Появление в доме «третьего лишнего», да ещё и ребёнка, перевернёт с ног на голову всю их устоявшуюся жизнь. Теперь надо будет держать руки и намёки при себе, тщательно взвешивая каждое слово и действие на предмет соответствия рейтингу PG-13, и забыть о большинстве семейных традиций и ритуалов, не говоря уже о свободном необузданном сексе в любое время и в любом месте, которое подскажет фантазия. Флориана это напрягало. Флориан злился. Но глаза Бригманна, с первых дней прикипевшего к Леону всей душой, светились таким чистым незамутнённым счастьем, что у него язык не поворачивался поднять эту тему.
Франк баловал мальчишку так, как мог баловать только президент музыкального лейбла: таскал ему эксклюзивные записи песен, официальный релиз которых намечался лишь через несколько месяцев; устраивал встречи со своими подопечными звёздами; заваливал автографами его любимых исполнителей; не говоря уже о таких «пустяках», как покупка любой приглянувшейся вещи, – Леону даже просить не надо было, Франк сам читал нехитрые мальчишеские желания в его глазах.

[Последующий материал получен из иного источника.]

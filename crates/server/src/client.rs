//! Control client for a running server
//!
//! Backs the `vote`, `preview`, `theme`, `clear-cache` and `watch`
//! subcommands.

use futures::StreamExt;
use serde_json::{json, Value};
use std::time::Duration;

use crate::error::ClientError;

const RECONNECT_DELAY: Duration = Duration::from_secs(1);

#[derive(Debug, Clone)]
pub struct ControlClient {
    base: String,
    http: reqwest::Client,
}

impl ControlClient {
    pub fn new(base_url: &str) -> Self {
        Self {
            base: base_url.trim_end_matches('/').to_string(),
            http: reqwest::Client::new(),
        }
    }

    pub fn base_url(&self) -> &str {
        &self.base
    }

    pub async fn vote(&self, score: i64) -> Result<Value, ClientError> {
        let url = format!("{}/vote/{score}", self.base);
        let response = self.http.get(&url).send().await;
        read_json(&url, response).await
    }

    pub async fn preview(&self, active: bool, score: i64) -> Result<Value, ClientError> {
        self.post("/preview", json!({ "active": active, "score": score }))
            .await
    }

    pub async fn theme(&self, hue_deg: i64) -> Result<Value, ClientError> {
        self.post("/theme", json!({ "hue_deg": hue_deg })).await
    }

    pub async fn clear_cache(&self) -> Result<Value, ClientError> {
        let url = format!("{}/cache", self.base);
        let response = self.http.delete(&url).send().await;
        read_json(&url, response).await
    }

    /// Follow `/stream` forever, reconnecting after a short pause
    pub async fn watch<F>(&self, mut on_event: F)
    where
        F: FnMut(&Value),
    {
        loop {
            if let Err(e) = self.follow(&mut on_event).await {
                tracing::warn!(error = %e, "Event stream interrupted");
            } else {
                tracing::info!("Event stream closed by server");
            }
            tokio::time::sleep(RECONNECT_DELAY).await;
        }
    }

    async fn follow<F>(&self, on_event: &mut F) -> Result<(), ClientError>
    where
        F: FnMut(&Value),
    {
        let url = format!("{}/stream", self.base);
        let http_err = |source| ClientError::Http {
            url: url.clone(),
            source,
        };

        let response = self.http.get(&url).send().await.map_err(http_err)?;
        let response = check_status(response).await?;
        tracing::info!(url = %url, "Watching overlay events");

        let mut parser = SseParser::default();
        let mut chunks = response.bytes_stream();
        while let Some(chunk) = chunks.next().await {
            let chunk = chunk.map_err(http_err)?;
            for data in parser.push(&chunk) {
                match serde_json::from_str::<Value>(&data) {
                    Ok(event) => on_event(&event),
                    Err(e) => tracing::debug!(error = %e, data = %data, "Skipping non-JSON event"),
                }
            }
        }
        Ok(())
    }

    async fn post(&self, path: &str, body: Value) -> Result<Value, ClientError> {
        let url = format!("{}{path}", self.base);
        let response = self.http.post(&url).json(&body).send().await;
        read_json(&url, response).await
    }
}

async fn read_json(
    url: &str,
    response: Result<reqwest::Response, reqwest::Error>,
) -> Result<Value, ClientError> {
    let http_err = |source| ClientError::Http {
        url: url.to_string(),
        source,
    };
    let response = check_status(response.map_err(http_err)?).await?;
    response.json::<Value>().await.map_err(http_err)
}

async fn check_status(response: reqwest::Response) -> Result<reqwest::Response, ClientError> {
    let status = response.status();
    if status.is_success() {
        return Ok(response);
    }
    let body = response.text().await.unwrap_or_default();
    Err(ClientError::Status {
        status: status.as_u16(),
        body,
    })
}

/// Incremental server-sent-event decoder yielding `data` payloads
#[derive(Debug, Default)]
pub struct SseParser {
    buf: Vec<u8>,
    data: Vec<String>,
}

impl SseParser {
    pub fn push(&mut self, chunk: &[u8]) -> Vec<String> {
        self.buf.extend_from_slice(chunk);
        let mut events = Vec::new();

        while let Some(pos) = self.buf.iter().position(|&b| b == b'\n') {
            let raw: Vec<u8> = self.buf.drain(..=pos).collect();
            let line = String::from_utf8_lossy(&raw);
            let line = line.trim_end_matches(&['\n', '\r'][..]);

            if line.is_empty() {
                if !self.data.is_empty() {
                    events.push(self.data.join("\n"));
                    self.data.clear();
                }
            } else if line.starts_with(':') {
                continue;
            } else if let Some(rest) = line.strip_prefix("data:") {
                self.data
                    .push(rest.strip_prefix(' ').unwrap_or(rest).to_string());
            }
        }
        events
    }
}

/// One line per event for the terminal
pub fn format_event(event: &Value) -> String {
    let text = |key: &str| match &event[key] {
        Value::String(s) => s.clone(),
        Value::Null => String::new(),
        other => other.to_string(),
    };
    if event["type"] == "vote" {
        format!(
            "[{}] score={} level={} msg={} quote={}",
            text("ts"),
            text("score"),
            text("level"),
            text("message"),
            text("quote")
        )
    } else {
        event.to_string()
    }
}

#[cfg(test)]
mod tests {
    use super::*;
    use axum::extract::Path;
    use axum::routing::{get, post};
    use axum::{Json, Router};

    #[test]
    fn test_parser_handles_split_chunks() {
        let mut parser = SseParser::default();
        assert!(parser.push(b"data: {\"type\":").is_empty());
        assert!(parser.push(b"\"hello\"}\n").is_empty());
        assert_eq!(parser.push(b"\n"), vec![r#"{"type":"hello"}"#.to_string()]);
    }

    #[test]
    fn test_parser_skips_comments_and_crlf() {
        let mut parser = SseParser::default();
        let events = parser.push(b": keep-alive\r\n\r\ndata: a\r\n\r\ndata:b\ndata: c\n\n");
        assert_eq!(events, vec!["a".to_string(), "b\nc".to_string()]);
    }

    #[test]
    fn test_format_vote_line() {
        let event = json!({
            "type": "vote",
            "score": 8,
            "level": "great",
            "message": "Smooth operator.",
            "quote": "Butter adjacent.",
            "ts": "2024-05-01T12:00:00Z",
        });
        assert_eq!(
            format_event(&event),
            "[2024-05-01T12:00:00Z] score=8 level=great msg=Smooth operator. quote=Butter adjacent."
        );
        let other = format_event(&json!({ "type": "theme", "hue_deg": 5 }));
        assert_eq!(
            serde_json::from_str::<Value>(&other).unwrap(),
            json!({ "type": "theme", "hue_deg": 5 })
        );
    }

    async fn spawn(router: Router) -> String {
        let listener = tokio::net::TcpListener::bind("127.0.0.1:0").await.unwrap();
        let addr = listener.local_addr().unwrap();
        tokio::spawn(async move {
            axum::serve(listener, router).await.unwrap();
        });
        format!("http://{addr}/")
    }

    #[tokio::test]
    async fn test_client_round_trips() {
        let router = Router::new()
            .route(
                "/vote/:score",
                get(|Path(score): Path<i64>| async move { Json(json!({ "score": score })) }),
            )
            .route("/theme", post(|Json(body): Json<Value>| async move { Json(body) }));
        let client = ControlClient::new(&spawn(router).await);
        assert!(!client.base_url().ends_with('/'));

        assert_eq!(client.vote(9).await.unwrap()["score"], 9);
        assert_eq!(client.theme(120).await.unwrap()["hue_deg"], 120);
    }

    #[tokio::test]
    async fn test_client_reports_error_status() {
        let client = ControlClient::new(&spawn(Router::new()).await);
        match client.clear_cache().await {
            Err(ClientError::Status { status, .. }) => assert_eq!(status, 404),
            other => panic!("unexpected result {other:?}"),
        }
    }
}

И Флориан вздохнул с облегчением. Больше всего он боялся, что Бригманн сделал своё великодушное предложение только потому, что считал его единственно возможным поступком порядочного человека, не желающего выглядеть «чудовищем» в глазах любимого. А в итоге, как это часто бывает с благими намерениями, вместо бывшей образцово-счастливой гей-семьи получатся двое обозлённых друг на друга взрослых и один несчастный, никому не нужный ребёнок.
Всё оказалось не так уж страшно, а необходимость таиться и соблюдать осторожность, вопреки ожиданиям, даже внесла определённую пикантность в их с Франком сексуальную жизнь. И Флориан, оттаяв, сам начал понемногу привязываться к Леону. Тем более что мальчишка разве что не молился на него: как же, у него теперь был «старший брат», взрослый, к тому же, – знаем, проходили.
Бессердечное чудовище… Слова Франка накрепко въелись в мозг, и со временем Флориан даже начал чувствовать угрызения совести из-за того, что готов был так поступить с пусть и не совсем родным, а по сути, даже чужим, но всё же братом. Теперь он его единственный близкий родственник, если не считать престарелой бабушки.
Для самого Флориана, который полжизни провёл в разрыве с семьёй и повзрослел с идеалами и ценностями Корпорации, кровное родство уже давно потеряло какое-либо значение. Его семьёй был Бригманн, роднёй – Кейм с Йостом, родиной – Корпорация. Но для мальчишки с не самым счастливым детством, который разом потерял не самых идеальных, но всё же самых близких людей, это должно было стать серьёзной травмой.